BAL HARBOUR, FLA. — Cognition declines in the years after a single stroke for a substantial minority of patients, according to a study presented at the annual meeting of the American Neuropsychiatric Association.
After the initial poststroke period, most experts would expect cognition to improve or remain static, according to the literature. However, some studies with a longer follow-up now suggest cognitive decline is possible after a single stroke, even in younger patients. The current research supports that finding and shows the utility of screening patients with the Mini Mental State Examination (MMSE).
The cognitive impairment due to stroke is not static. “Our findings suggest there is a subpopulation that continues to decline as they age,” Gregory Kellermeyer, M.D., said in an interview.

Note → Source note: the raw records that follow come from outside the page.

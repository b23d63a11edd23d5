pub mod event_bus;
pub mod frame;
pub mod listeners;
pub mod ticker;

pub use event_bus::*;
pub use frame::*;
pub use listeners::*;
pub use ticker::*;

The investigators assessed 16 men and 10 women at least 1 year following a single known stroke. The mean follow-up was almost 6 years. Participants were relatively young with a mean age of 58 years. Pretreatment data for the stroke survivors came from a study of constraint-induced movement therapy for upper extremity motor impairment.
Cognitive deficits can occur independent of motor decline. The implication is that “even a single stroke may in some persons incite a progressive neurodegenerative process that preferentially affects cognition,” the investigators wrote.
There was possible cognitive impairment in 6 of 27 participants (22%) and definite cognitive impairment in 2 of 27 (7%). Possible cognitive impairment was defined as a greater than 1 standard deviation on the adjusted MMSE; definite cognitive impairment was defined as greater than 2 standard deviations.
“The Mini Mental State Examination is a possible way to identify this subpopulation,” said Dr. Kellermeyer, fourth year resident in psychiatry at the University of Colorado, Denver.
Patient age, gender, handedness, stroke laterality, and severity of motor impairments were not significantly associated with raw or adjusted MMSE results.